--- Task objective ---
In the records below, which lines include "recent"? Copy them.

[Dataset entries]
#####

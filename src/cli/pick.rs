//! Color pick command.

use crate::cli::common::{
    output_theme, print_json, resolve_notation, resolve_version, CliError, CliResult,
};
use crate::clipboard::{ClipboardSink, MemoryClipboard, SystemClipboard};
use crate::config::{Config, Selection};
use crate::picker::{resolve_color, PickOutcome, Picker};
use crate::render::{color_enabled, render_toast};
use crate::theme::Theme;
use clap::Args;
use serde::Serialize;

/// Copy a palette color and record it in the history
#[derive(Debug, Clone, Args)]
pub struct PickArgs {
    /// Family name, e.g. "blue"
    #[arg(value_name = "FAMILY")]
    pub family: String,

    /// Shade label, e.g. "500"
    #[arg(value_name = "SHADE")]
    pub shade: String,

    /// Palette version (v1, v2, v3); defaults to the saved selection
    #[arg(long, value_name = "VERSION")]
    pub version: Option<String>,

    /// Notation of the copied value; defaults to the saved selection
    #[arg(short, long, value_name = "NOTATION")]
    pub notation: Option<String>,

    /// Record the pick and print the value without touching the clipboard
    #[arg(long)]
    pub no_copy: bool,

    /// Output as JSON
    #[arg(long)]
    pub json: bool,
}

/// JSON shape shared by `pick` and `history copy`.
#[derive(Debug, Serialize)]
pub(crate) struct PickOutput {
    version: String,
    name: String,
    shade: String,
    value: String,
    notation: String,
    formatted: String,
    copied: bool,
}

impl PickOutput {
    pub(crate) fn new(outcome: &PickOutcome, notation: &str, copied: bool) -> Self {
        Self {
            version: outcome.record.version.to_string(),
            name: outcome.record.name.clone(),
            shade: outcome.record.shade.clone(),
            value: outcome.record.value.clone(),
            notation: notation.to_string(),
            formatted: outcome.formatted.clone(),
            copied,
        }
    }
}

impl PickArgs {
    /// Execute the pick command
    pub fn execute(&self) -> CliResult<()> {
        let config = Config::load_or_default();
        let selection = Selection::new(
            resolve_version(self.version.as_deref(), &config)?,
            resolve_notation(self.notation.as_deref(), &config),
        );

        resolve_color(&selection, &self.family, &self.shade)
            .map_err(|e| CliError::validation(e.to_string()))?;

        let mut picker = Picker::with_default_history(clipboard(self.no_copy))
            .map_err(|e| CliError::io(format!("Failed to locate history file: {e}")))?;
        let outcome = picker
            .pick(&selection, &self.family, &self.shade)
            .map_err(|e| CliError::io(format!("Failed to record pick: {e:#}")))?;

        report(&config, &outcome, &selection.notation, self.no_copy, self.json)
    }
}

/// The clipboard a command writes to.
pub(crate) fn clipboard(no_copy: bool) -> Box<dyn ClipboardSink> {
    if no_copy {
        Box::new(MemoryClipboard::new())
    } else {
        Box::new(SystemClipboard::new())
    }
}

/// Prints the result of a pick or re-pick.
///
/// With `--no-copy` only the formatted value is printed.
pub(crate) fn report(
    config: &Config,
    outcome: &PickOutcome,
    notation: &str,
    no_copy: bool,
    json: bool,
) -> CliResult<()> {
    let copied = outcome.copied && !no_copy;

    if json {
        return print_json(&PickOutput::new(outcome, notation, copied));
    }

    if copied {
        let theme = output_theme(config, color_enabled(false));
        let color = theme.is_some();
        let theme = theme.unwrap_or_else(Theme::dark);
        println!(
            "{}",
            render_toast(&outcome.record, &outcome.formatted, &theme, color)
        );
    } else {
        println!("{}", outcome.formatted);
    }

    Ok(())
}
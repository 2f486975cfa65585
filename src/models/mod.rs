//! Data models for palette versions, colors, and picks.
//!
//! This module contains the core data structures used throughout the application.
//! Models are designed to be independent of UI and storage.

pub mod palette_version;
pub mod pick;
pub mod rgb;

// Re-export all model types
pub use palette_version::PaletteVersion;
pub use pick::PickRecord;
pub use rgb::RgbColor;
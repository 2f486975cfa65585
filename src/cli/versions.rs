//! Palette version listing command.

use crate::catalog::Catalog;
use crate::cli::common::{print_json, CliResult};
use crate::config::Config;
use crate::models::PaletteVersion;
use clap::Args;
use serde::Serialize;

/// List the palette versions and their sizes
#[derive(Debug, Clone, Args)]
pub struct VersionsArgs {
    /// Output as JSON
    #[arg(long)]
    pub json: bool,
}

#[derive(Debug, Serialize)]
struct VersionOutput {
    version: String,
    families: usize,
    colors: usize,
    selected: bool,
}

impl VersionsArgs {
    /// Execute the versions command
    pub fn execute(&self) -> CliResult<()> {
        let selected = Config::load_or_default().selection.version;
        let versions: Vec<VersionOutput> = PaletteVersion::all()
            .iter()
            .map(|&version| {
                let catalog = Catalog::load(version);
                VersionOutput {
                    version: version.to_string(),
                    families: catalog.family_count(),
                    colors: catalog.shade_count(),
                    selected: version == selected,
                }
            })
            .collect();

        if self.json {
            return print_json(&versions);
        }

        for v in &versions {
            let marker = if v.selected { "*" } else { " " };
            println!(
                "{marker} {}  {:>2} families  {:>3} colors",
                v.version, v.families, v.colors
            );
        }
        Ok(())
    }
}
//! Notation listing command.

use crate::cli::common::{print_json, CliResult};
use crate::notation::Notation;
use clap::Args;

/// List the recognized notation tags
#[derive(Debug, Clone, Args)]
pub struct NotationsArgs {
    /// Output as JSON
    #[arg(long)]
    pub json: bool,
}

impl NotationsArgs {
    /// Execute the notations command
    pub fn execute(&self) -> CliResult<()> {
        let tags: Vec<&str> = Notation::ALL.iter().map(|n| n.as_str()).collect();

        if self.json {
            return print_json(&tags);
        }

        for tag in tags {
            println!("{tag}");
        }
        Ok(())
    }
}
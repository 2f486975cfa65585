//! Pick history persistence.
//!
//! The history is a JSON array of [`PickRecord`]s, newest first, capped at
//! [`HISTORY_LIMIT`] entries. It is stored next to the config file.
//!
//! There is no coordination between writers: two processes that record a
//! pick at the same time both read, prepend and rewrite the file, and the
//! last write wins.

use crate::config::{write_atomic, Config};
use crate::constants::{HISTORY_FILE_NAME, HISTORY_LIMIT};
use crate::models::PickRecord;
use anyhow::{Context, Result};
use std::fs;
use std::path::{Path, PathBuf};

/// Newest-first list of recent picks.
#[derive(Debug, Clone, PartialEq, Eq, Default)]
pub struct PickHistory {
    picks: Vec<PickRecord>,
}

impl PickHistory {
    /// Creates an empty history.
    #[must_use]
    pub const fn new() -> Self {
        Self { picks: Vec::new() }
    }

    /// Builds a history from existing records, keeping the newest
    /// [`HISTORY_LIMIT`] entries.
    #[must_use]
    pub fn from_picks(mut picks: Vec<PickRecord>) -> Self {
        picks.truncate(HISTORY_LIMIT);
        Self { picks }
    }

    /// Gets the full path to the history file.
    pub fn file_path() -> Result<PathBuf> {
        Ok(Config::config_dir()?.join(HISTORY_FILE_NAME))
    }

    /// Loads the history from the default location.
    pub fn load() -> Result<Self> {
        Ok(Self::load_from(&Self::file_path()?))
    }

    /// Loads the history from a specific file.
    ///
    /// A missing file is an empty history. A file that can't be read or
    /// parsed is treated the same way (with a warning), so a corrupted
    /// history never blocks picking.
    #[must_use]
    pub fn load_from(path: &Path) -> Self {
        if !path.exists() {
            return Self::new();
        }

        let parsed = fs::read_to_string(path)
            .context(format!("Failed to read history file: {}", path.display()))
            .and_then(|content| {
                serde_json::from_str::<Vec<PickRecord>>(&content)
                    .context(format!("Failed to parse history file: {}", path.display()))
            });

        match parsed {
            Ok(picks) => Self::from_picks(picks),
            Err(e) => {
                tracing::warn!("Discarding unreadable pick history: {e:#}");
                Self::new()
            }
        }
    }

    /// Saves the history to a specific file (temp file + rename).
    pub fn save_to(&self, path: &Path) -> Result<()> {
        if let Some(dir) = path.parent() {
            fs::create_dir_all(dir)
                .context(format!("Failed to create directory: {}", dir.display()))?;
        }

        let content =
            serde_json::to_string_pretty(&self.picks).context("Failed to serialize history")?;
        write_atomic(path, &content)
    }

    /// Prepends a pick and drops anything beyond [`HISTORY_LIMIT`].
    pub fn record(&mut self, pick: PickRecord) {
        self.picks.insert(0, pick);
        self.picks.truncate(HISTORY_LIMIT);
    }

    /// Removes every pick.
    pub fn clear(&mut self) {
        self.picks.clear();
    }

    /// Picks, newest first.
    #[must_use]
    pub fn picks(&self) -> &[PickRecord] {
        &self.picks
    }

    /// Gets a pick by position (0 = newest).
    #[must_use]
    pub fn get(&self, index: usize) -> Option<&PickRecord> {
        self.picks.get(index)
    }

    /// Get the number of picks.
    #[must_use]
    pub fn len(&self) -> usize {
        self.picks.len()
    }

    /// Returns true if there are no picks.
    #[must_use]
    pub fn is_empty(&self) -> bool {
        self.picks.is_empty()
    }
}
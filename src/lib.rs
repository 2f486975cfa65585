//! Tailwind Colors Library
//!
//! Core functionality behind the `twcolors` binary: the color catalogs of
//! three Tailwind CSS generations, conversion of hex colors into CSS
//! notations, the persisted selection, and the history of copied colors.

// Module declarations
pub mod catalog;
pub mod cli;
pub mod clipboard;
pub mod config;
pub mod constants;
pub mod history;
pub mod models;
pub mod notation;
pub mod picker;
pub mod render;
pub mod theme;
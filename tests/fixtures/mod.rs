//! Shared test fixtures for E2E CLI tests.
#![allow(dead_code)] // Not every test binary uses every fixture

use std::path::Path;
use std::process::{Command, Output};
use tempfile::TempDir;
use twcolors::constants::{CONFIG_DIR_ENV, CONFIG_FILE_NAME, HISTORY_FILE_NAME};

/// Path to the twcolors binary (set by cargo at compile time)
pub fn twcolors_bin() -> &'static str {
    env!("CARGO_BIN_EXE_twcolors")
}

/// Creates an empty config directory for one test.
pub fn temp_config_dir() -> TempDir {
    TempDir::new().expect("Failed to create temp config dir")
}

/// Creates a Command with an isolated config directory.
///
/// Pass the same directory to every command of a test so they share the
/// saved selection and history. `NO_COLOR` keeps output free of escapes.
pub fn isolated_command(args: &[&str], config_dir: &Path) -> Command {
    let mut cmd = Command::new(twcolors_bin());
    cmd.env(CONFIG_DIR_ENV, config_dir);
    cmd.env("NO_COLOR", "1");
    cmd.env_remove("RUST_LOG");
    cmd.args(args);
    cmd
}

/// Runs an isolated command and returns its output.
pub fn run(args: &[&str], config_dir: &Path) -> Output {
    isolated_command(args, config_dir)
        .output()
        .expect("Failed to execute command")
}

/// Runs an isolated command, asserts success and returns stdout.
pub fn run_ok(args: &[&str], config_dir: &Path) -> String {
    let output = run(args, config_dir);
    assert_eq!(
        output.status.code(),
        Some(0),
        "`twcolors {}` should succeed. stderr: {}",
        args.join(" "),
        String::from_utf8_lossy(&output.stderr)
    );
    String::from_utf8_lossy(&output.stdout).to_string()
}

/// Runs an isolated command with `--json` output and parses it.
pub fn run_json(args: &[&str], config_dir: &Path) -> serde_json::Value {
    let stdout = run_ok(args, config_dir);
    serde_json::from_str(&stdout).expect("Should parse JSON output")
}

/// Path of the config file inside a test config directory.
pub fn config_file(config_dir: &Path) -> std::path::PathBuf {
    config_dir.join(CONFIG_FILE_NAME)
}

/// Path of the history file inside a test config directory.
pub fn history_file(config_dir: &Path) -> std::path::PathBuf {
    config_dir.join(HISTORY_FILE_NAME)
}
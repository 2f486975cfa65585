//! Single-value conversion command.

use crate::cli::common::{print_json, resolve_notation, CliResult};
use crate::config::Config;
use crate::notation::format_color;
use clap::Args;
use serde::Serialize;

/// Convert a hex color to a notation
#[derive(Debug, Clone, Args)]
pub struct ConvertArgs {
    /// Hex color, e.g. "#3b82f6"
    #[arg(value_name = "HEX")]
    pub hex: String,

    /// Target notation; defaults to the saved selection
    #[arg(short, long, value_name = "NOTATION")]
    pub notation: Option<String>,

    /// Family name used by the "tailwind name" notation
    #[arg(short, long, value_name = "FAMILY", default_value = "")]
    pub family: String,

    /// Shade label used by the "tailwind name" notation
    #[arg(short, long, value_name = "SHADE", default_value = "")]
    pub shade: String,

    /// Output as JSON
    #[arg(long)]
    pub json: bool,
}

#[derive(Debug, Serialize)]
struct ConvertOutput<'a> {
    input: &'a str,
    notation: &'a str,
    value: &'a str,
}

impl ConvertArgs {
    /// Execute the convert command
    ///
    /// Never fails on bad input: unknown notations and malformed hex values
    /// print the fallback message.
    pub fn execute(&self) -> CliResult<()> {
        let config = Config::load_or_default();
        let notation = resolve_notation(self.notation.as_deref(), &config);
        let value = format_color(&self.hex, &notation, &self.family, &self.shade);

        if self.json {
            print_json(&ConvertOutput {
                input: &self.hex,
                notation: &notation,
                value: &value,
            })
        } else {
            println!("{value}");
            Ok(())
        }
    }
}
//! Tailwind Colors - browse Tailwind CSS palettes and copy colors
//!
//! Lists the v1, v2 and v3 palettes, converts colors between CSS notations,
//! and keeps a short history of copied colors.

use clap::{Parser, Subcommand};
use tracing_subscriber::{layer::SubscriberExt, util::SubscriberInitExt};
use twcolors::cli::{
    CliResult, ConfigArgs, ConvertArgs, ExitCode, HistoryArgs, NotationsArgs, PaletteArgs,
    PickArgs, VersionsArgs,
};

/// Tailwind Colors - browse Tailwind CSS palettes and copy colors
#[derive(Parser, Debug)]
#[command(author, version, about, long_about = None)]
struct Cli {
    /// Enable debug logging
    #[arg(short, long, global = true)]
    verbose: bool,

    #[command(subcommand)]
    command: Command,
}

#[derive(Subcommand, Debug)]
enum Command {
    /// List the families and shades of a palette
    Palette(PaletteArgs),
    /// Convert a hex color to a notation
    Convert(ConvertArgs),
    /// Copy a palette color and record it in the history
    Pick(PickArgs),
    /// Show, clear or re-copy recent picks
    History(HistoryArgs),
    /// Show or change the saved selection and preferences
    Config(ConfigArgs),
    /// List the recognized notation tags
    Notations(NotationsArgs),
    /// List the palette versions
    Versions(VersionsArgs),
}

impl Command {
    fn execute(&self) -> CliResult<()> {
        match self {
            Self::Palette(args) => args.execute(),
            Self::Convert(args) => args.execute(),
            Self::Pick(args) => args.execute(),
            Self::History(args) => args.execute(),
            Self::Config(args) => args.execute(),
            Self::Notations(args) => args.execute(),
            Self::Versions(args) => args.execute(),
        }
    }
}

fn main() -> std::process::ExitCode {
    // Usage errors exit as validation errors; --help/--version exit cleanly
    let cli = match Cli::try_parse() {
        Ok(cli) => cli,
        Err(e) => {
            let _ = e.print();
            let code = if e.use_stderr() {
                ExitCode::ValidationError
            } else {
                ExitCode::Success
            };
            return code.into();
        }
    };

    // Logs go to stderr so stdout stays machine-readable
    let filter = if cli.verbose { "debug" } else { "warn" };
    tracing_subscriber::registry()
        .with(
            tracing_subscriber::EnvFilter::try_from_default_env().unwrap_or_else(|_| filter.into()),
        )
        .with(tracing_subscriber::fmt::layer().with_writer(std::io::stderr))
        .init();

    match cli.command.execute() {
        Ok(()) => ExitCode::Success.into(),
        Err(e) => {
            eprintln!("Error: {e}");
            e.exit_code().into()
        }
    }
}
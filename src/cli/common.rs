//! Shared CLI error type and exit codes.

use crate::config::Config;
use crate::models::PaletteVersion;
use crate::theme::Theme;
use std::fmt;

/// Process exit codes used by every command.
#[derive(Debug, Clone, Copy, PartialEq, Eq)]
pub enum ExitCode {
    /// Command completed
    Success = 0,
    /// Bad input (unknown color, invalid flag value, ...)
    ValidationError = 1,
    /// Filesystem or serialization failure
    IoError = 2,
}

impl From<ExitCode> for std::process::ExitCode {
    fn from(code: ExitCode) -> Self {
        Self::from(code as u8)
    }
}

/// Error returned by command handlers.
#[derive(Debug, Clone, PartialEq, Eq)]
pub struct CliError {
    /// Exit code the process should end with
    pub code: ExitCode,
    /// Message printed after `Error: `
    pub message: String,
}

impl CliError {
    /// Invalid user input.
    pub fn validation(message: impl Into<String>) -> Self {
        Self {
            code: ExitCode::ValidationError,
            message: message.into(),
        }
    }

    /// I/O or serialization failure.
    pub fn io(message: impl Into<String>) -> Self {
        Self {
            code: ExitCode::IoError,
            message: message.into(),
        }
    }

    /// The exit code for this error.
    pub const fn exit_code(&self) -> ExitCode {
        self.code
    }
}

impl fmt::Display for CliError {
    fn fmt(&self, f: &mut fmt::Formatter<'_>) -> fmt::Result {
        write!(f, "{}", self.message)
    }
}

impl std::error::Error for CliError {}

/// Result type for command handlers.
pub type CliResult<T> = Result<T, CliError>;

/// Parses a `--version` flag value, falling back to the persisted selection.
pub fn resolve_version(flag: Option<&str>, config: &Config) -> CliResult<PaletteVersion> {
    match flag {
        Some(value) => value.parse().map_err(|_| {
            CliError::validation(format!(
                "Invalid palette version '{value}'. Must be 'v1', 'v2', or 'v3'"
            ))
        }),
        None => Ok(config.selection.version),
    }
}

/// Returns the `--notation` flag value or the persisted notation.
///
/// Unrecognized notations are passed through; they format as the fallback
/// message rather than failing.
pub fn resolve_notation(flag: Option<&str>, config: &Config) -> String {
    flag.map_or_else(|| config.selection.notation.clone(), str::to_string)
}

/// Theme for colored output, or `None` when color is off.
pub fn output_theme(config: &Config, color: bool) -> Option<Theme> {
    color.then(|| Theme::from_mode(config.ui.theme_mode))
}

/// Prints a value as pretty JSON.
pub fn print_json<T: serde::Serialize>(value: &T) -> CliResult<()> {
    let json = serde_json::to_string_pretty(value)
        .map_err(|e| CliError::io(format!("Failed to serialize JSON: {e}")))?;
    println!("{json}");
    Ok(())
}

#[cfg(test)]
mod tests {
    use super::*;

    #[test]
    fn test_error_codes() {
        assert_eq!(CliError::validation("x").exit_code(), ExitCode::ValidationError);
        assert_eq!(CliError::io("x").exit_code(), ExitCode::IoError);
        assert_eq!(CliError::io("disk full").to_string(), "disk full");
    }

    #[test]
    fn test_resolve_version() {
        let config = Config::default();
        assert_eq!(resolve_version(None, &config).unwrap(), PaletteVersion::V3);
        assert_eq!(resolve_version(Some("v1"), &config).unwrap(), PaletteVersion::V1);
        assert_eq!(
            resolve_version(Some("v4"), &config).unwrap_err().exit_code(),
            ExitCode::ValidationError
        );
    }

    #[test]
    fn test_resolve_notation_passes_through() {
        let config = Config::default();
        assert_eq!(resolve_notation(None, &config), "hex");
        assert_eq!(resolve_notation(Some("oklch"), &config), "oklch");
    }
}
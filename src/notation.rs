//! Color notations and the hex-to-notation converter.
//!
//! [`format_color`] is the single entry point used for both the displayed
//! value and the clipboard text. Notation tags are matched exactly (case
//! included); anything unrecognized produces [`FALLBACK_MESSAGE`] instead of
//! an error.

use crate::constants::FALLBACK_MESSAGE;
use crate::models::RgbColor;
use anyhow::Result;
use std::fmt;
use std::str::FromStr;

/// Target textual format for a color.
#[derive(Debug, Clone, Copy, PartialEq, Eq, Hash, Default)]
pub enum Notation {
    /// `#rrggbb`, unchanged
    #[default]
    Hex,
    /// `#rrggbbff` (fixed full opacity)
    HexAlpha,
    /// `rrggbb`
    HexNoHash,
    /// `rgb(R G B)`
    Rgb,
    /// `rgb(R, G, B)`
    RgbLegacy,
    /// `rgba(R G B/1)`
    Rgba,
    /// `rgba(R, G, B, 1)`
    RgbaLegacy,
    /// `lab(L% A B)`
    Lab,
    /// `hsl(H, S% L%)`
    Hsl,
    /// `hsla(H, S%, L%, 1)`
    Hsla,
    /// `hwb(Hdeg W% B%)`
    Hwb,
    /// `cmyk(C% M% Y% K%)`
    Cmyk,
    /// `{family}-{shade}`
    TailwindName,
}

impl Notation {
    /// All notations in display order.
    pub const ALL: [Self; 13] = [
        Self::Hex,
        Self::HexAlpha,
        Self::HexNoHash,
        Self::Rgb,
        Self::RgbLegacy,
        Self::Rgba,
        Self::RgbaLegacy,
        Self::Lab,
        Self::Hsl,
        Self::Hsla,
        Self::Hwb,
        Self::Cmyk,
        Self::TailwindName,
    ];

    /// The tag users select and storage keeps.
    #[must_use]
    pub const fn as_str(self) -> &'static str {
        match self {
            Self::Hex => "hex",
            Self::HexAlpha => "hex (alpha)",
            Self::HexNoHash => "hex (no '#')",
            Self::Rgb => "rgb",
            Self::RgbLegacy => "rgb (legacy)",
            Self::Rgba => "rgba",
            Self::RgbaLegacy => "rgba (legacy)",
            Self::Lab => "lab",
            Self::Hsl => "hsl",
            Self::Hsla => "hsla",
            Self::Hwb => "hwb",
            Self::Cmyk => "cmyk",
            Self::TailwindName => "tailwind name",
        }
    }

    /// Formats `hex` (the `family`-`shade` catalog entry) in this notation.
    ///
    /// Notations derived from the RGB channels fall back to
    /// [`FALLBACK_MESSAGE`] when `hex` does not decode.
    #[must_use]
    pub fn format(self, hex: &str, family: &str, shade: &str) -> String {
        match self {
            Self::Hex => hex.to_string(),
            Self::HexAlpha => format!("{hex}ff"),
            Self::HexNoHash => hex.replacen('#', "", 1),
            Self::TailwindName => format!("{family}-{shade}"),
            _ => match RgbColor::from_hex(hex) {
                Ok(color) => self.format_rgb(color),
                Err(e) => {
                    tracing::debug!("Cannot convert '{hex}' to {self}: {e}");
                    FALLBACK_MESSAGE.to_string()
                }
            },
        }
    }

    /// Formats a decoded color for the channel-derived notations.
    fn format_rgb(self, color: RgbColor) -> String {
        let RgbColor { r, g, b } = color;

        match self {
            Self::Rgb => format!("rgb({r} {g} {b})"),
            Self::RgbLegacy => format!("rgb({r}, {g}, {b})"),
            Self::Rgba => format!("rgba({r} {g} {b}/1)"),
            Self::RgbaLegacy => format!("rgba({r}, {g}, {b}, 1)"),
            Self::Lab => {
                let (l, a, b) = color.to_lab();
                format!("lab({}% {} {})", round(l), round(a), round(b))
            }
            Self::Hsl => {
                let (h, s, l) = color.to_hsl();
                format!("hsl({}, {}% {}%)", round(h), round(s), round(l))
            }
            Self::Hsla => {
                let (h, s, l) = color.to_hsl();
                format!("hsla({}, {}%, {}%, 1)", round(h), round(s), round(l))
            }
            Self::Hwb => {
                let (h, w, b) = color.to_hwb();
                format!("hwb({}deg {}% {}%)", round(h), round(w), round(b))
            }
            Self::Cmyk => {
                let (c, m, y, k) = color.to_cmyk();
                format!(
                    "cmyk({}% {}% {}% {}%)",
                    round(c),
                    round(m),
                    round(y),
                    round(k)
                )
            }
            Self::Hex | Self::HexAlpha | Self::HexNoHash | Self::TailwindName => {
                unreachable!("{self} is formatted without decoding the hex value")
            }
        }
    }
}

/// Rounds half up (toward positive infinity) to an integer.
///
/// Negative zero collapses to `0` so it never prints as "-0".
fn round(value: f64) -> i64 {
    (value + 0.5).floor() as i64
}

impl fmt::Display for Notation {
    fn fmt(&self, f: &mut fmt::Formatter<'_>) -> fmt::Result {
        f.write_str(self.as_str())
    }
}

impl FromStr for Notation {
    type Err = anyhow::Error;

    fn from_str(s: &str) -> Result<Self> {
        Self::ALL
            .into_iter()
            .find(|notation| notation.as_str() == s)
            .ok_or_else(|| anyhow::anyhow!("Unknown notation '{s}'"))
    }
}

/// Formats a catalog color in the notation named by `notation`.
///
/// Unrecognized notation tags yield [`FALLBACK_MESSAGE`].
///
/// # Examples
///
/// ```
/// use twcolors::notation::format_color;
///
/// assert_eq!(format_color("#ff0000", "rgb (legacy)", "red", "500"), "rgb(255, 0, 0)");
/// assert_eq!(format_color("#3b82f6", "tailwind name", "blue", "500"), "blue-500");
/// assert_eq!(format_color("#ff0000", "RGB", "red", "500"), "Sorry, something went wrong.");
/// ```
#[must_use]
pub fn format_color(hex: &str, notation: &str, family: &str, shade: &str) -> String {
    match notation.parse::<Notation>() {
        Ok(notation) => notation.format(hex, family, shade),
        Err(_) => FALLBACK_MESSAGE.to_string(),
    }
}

#####

--- Result ---
/// Newest-first list of recent picks.
    /// Show, clear or re-copy recent picks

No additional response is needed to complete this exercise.